You can read my research statement in PDF here.

Here is a list of conferences and workshops on computational social science where you can learn about the most recent studies in the field. Below is a selected research of mine:

Research Statement

As our knowledge about astronomy dramatically increased right after the invention of the telescope, cheap computational power along with the open data movement now promise a similar advancement for our behavioral and social knowledge. To make this promise real, I work on traditional social scientific problems with methods from computer and information sciences. The computational methods that I use in attacking my research problems include (1) social data analysis and online crowdsourcing (for data curation, surveying, or experimentation), and (2) social complexity analysis and simulation (e.g. agent-based modeling).

Social Data Analysis and Online Crowdsourcing. For the first time in the history of human, we have social interactions recorded in much more greater detail and scale than ever before. Until now, collecting social and behavioral data has been very expensive; today, however, researchers have access to activities of billions of people all around the world, for free. Besides, these huge behavioral records are in a format that is ready to be processed by our computers. What is more, as the digital revolution continues to unfold, public social data is getting bigger and richer every day. Therefore, rigorously collecting and scientifically analyzing this unobtrusive observational social data becomes an important issue. It allows us to step into the untapped fields of social science as well as computational and data sciences.

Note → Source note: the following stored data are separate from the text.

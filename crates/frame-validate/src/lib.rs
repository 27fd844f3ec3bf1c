//! Schema validation and best-effort repair for polars DataFrames.
//!
//! A [`FrameSchema`] declares named columns (each a [`ColumnSchema`]: an
//! expected dtype kind plus ordered validators) and whole-table rules.
//! Evaluating a frame runs each column's pre-cast rules, then the dtype
//! cast and its post-cast rules, suspending the remainder of a set on the
//! first mandatory failure, and aggregates every outcome into one
//! [`SchemaEvaluation`](frame_model::SchemaEvaluation).
//!
//! ```no_run
//! use polars::prelude::*;
//! use frame_model::ColumnKind;
//! use frame_validate::{ColumnSchema, FrameSchema, Inclusive, Validator, ValidatorConfig};
//!
//! # fn main() -> anyhow::Result<()> {
//! let schema = FrameSchema::builder()
//!     .column(
//!         "amount",
//!         ColumnSchema::new(
//!             ColumnKind::Int,
//!             vec![Validator::range(0.0, 5.0, Inclusive::Both, ValidatorConfig::default())?],
//!         )?,
//!     )
//!     .column("active", ColumnSchema::of(ColumnKind::Bool))
//!     .build()?;
//!
//! let frame = df!("amount" => [0i64, 0, 1], "active" => [true, false, true])?;
//! let outcome = schema.evaluate(&frame, "orders")?;
//! assert!(outcome.evaluation.valid());
//! # Ok(())
//! # }
//! ```

mod column;
mod report;
mod root;
mod schema;
mod validator;

pub mod coerce;
pub mod polars_utils;

pub use column::ColumnSchema;
pub use report::{EvaluationPayload, write_evaluation_json};
pub use root::{RootValidatorSet, TableAmendment, TableCheck, TableRule};
pub use schema::{FrameSchema, FrameSchemaBuilder, NameTransform, SchemaOutcome};
pub use validator::{Amendment, Inclusive, Rule, Validator, ValidatorConfig, ValidatorSet};

pub use frame_model::{
    ColumnEntry, ColumnEvaluation, ColumnKind, ColumnReport, RecordStatus, Result, RootEvaluation,
    SchemaError, SchemaEvaluation, SchemaWarning, ValidationRecord, ValidationSet,
};
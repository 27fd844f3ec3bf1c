//! Declared column kinds.
//!
//! A `ColumnKind` is the closed set of dtypes a column declaration can
//! expect. Each kind pairs a dtype validity test with a best-effort
//! coercion; both live in the validation engine, keyed off this tag, so the
//! set of kinds is fixed here rather than dispatched on dtype strings.

use serde::{Deserialize, Serialize};

/// Expected dtype of a declared column.
#[derive(Debug, Clone, PartialEq, Serialize, Deserialize)]
#[serde(tag = "kind", rename_all = "snake_case")]
pub enum ColumnKind {
    /// Any dtype is acceptable; coercion is the identity.
    Object,
    /// Any integer or float dtype.
    Number,
    /// Integer dtypes only.
    Int,
    /// Float32 or Float64.
    Float,
    /// String dtype.
    String,
    /// Boolean dtype.
    Bool,
    /// Categorical dtype, optionally constrained to a declared value list.
    /// Values outside the list are nulled during coercion.
    Category {
        categories: Option<Vec<std::string::String>>,
    },
    /// Datetime dtype, with an optional explicit parse format.
    Datetime { format: Option<std::string::String> },
}

impl ColumnKind {
    /// Whether two kinds expect the same dtype class.
    ///
    /// `Number` agrees with `Int` and `Float`; everything else must be the
    /// same variant. Payloads (category lists, datetime formats) are not
    /// part of the class.
    pub fn same_class(&self, other: &ColumnKind) -> bool {
        use std::mem::discriminant;
        if discriminant(self) == discriminant(other) {
            return true;
        }
        matches!(
            (self, other),
            (ColumnKind::Number, ColumnKind::Int)
                | (ColumnKind::Number, ColumnKind::Float)
                | (ColumnKind::Int, ColumnKind::Number)
                | (ColumnKind::Float, ColumnKind::Number)
        )
    }

    /// Short lowercase label used in descriptions and error messages.
    pub fn label(&self) -> &'static str {
        match self {
            ColumnKind::Object => "object",
            ColumnKind::Number => "number",
            ColumnKind::Int => "int",
            ColumnKind::Float => "float",
            ColumnKind::String => "string",
            ColumnKind::Bool => "bool",
            ColumnKind::Category { .. } => "category",
            ColumnKind::Datetime { .. } => "datetime",
        }
    }
}

impl std::fmt::Display for ColumnKind {
    fn fmt(&self, f: &mut std::fmt::Formatter<'_>) -> std::fmt::Result {
        f.write_str(self.label())
    }
}
//! JSON evaluation report.

use std::path::{Path, PathBuf};

use anyhow::Result;
use chrono::Utc;
use serde::Serialize;

use frame_model::{SchemaEvaluation, SchemaWarning};

use crate::schema::SchemaOutcome;

const REPORT_SCHEMA: &str = "frame-schema.evaluation-report";
const REPORT_SCHEMA_VERSION: u32 = 1;

#[derive(Debug, Serialize)]
pub struct EvaluationPayload<'a> {
    pub schema: &'static str,
    pub schema_version: u32,
    pub generated_at: String,
    pub name: &'a str,
    pub valid: bool,
    pub evaluation: &'a SchemaEvaluation,
    pub warning: Option<&'a SchemaWarning>,
}

/// Serializes a passing evaluation to `evaluation_report.json` under
/// `output_dir`, creating the directory when needed.
pub fn write_evaluation_json(output_dir: &Path, outcome: &SchemaOutcome) -> Result<PathBuf> {
    std::fs::create_dir_all(output_dir)?;
    let output_path = output_dir.join("evaluation_report.json");
    let payload = EvaluationPayload {
        schema: REPORT_SCHEMA,
        schema_version: REPORT_SCHEMA_VERSION,
        generated_at: Utc::now().to_rfc3339(),
        name: &outcome.evaluation.name,
        valid: outcome.evaluation.valid(),
        evaluation: &outcome.evaluation,
        warning: outcome.warning.as_ref(),
    };
    let json = serde_json::to_string_pretty(&payload)?;
    std::fs::write(&output_path, format!("{json}\n"))?;
    Ok(output_path)
}
//! Whole-frame schemas: ordered column declarations plus table rules.

use polars::prelude::{DataFrame, PlSmallStr};
use tracing::{debug, warn};

use frame_model::{
    ColumnEntry, ColumnEvaluation, Result, RootEvaluation, SchemaError, SchemaEvaluation,
    SchemaWarning,
};

use crate::column::ColumnSchema;
use crate::root::{RootValidatorSet, TableRule};

/// Optional column-name normalization hook, identity when absent.
pub type NameTransform = Box<dyn Fn(&str) -> String + Send + Sync>;

/// Result of a passing schema evaluation: the possibly repaired frame, the
/// full evaluation, and the non-fatal findings if any.
#[derive(Debug)]
pub struct SchemaOutcome {
    pub frame: DataFrame,
    pub evaluation: SchemaEvaluation,
    pub warning: Option<SchemaWarning>,
}

/// A named, fixed mapping from column name to declaration, plus the table
/// rules split by phase. Built once, reusable across evaluations.
pub struct FrameSchema {
    columns: Vec<(String, ColumnSchema)>,
    pre_rules: RootValidatorSet,
    post_rules: RootValidatorSet,
    name_transform: Option<NameTransform>,
}

impl std::fmt::Debug for FrameSchema {
    fn fmt(&self, f: &mut std::fmt::Formatter<'_>) -> std::fmt::Result {
        f.debug_struct("FrameSchema")
            .field("columns", &self.columns)
            .field("pre_rules", &self.pre_rules)
            .field("post_rules", &self.post_rules)
            .field("name_transform", &self.name_transform.as_ref().map(|_| "<fn>"))
            .finish()
    }
}

impl FrameSchema {
    pub fn builder() -> FrameSchemaBuilder {
        FrameSchemaBuilder::default()
    }

    /// Declared column names in declaration order.
    pub fn column_names(&self) -> Vec<&str> {
        self.columns.iter().map(|(name, _)| name.as_str()).collect()
    }

    /// Validates `frame` against this schema.
    ///
    /// `name` labels the resulting evaluation. Returns the possibly
    /// repaired frame with the full evaluation; an overall-invalid result
    /// surfaces as [`SchemaError::Invalid`] carrying the same breakdown.
    pub fn evaluate(&self, frame: &DataFrame, name: &str) -> Result<SchemaOutcome> {
        if name.trim().is_empty() {
            return Err(SchemaError::EmptyName);
        }
        debug!(
            name,
            height = frame.height(),
            width = frame.width(),
            "evaluating frame against schema"
        );

        let mut frame = frame.clone();
        let original_names: Vec<String> = frame
            .get_column_names()
            .iter()
            .map(|s| s.to_string())
            .collect();
        self.apply_name_transform(&mut frame, &original_names)?;

        let observed: Vec<String> = frame
            .get_column_names()
            .iter()
            .map(|s| s.to_string())
            .collect();
        let missing: Vec<String> = self
            .columns
            .iter()
            .map(|(name, _)| name.clone())
            .filter(|name| !observed.contains(name))
            .collect();
        let remaining: Vec<String> = observed
            .iter()
            .filter(|name| !self.columns.iter().any(|(declared, _)| declared == *name))
            .cloned()
            .collect();

        let (pre_frame, pre_records) = self.pre_rules.validate(&frame);
        frame = pre_frame;
        let pre_root = RootEvaluation::new(pre_records);

        let mut entries = Vec::with_capacity(self.columns.len() + remaining.len());
        for (column_name, declaration) in &self.columns {
            let evaluation = if missing.contains(column_name) {
                ColumnEvaluation::Missing
            } else if !pre_root.valid {
                ColumnEvaluation::Suspended
            } else {
                let column = frame
                    .column(column_name)
                    .map_err(|err| SchemaError::Frame(err.to_string()))?
                    .clone();
                let (result_column, evaluation) = declaration.evaluate(&column);
                frame
                    .with_column(result_column)
                    .map_err(|err| SchemaError::Frame(err.to_string()))?;
                evaluation
            };
            entries.push(ColumnEntry {
                name: column_name.clone(),
                evaluation,
            });
        }
        for column_name in &remaining {
            entries.push(ColumnEntry {
                name: column_name.clone(),
                evaluation: ColumnEvaluation::Unhandled,
            });
        }

        // Post rules run against the amended frame even when the pre phase
        // failed and per-column evaluation was suspended.
        let (post_frame, post_records) = self.post_rules.validate(&frame);
        frame = post_frame;
        let post_root = RootEvaluation::new(post_records);

        self.restore_names(&mut frame, &original_names)?;

        let evaluation = SchemaEvaluation {
            name: name.to_string(),
            pre_root,
            columns: entries,
            post_root,
        };

        if !evaluation.valid() {
            return Err(SchemaError::Invalid {
                name: name.to_string(),
                invalid_columns: evaluation.invalid_column_count(),
                evaluation: Box::new(evaluation),
            });
        }

        let warning_columns = evaluation.warning_columns();
        let warning = if missing.is_empty() && remaining.is_empty() && warning_columns.is_empty() {
            None
        } else {
            let warning = SchemaWarning {
                missing_columns: missing,
                remaining_columns: remaining,
                warning_columns,
            };
            warn!(name, %warning, "schema evaluation passed with findings");
            Some(warning)
        };

        Ok(SchemaOutcome {
            frame,
            evaluation,
            warning,
        })
    }

    fn apply_name_transform(&self, frame: &mut DataFrame, original: &[String]) -> Result<()> {
        let Some(transform) = &self.name_transform else {
            return Ok(());
        };
        for name in original {
            let normalized = transform(name);
            if normalized != *name {
                frame
                    .rename(name, PlSmallStr::from_str(&normalized))
                    .map_err(|err| SchemaError::Frame(err.to_string()))?;
            }
        }
        Ok(())
    }

    fn restore_names(&self, frame: &mut DataFrame, original: &[String]) -> Result<()> {
        if self.name_transform.is_none() {
            return Ok(());
        }
        frame
            .set_column_names(original.iter().map(String::as_str))
            .map_err(|err| SchemaError::Frame(err.to_string()))?;
        Ok(())
    }
}

/// Ordered schema builder; the explicit declaration list replaces any
/// runtime discovery of columns or rules.
#[derive(Default)]
pub struct FrameSchemaBuilder {
    columns: Vec<(String, ColumnSchema)>,
    rules: Vec<TableRule>,
    name_transform: Option<NameTransform>,
}

impl FrameSchemaBuilder {
    /// Declare a column. Declaration order is evaluation order.
    pub fn column(mut self, name: impl Into<String>, declaration: ColumnSchema) -> Self {
        self.columns.push((name.into(), declaration));
        self
    }

    /// Register a table rule; its phase flag decides when it runs.
    pub fn rule(mut self, rule: TableRule) -> Self {
        self.rules.push(rule);
        self
    }

    /// Normalize input column names before evaluation; original labels are
    /// restored on the output frame.
    pub fn normalize_names(
        mut self,
        transform: impl Fn(&str) -> String + Send + Sync + 'static,
    ) -> Self {
        self.name_transform = Some(Box::new(transform));
        self
    }

    pub fn build(self) -> Result<FrameSchema> {
        for (idx, (name, _)) in self.columns.iter().enumerate() {
            if self.columns[..idx].iter().any(|(seen, _)| seen == name) {
                return Err(SchemaError::DuplicateColumn(name.clone()));
            }
        }
        let mut pre_rules = RootValidatorSet::default();
        let mut post_rules = RootValidatorSet::default();
        for rule in self.rules {
            if rule.is_pre() {
                pre_rules.push(rule);
            } else {
                post_rules.push(rule);
            }
        }
        Ok(FrameSchema {
            columns: self.columns,
            pre_rules,
            post_rules,
            name_transform: self.name_transform,
        })
    }
}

Because, when we attack a social scientific research question to empirically construct a theory by exploiting digital traces, then a computational research problem arises, that is, figuring out which computational tools to use on which data sources, and how to use them. The empirical tools (methods) in this regard include social network analysis, geo-informatics, information retrieval, data mining, machine learning, computational linguistics (NLP), data visualization, and crowdsourcing (micro-tasking). Meanwhile, the data sources are either authoritative (as many governments join the open data movement), commercial (platforms from which data can be collected via provided APIs or purchased), or they are free but difficult to collect (requires implementation of specific scrapers as such sources are not designed for providing structured data). Throughout my studies, I have used all of the mentioned computational methods and data sources to investigate a variety of social problems.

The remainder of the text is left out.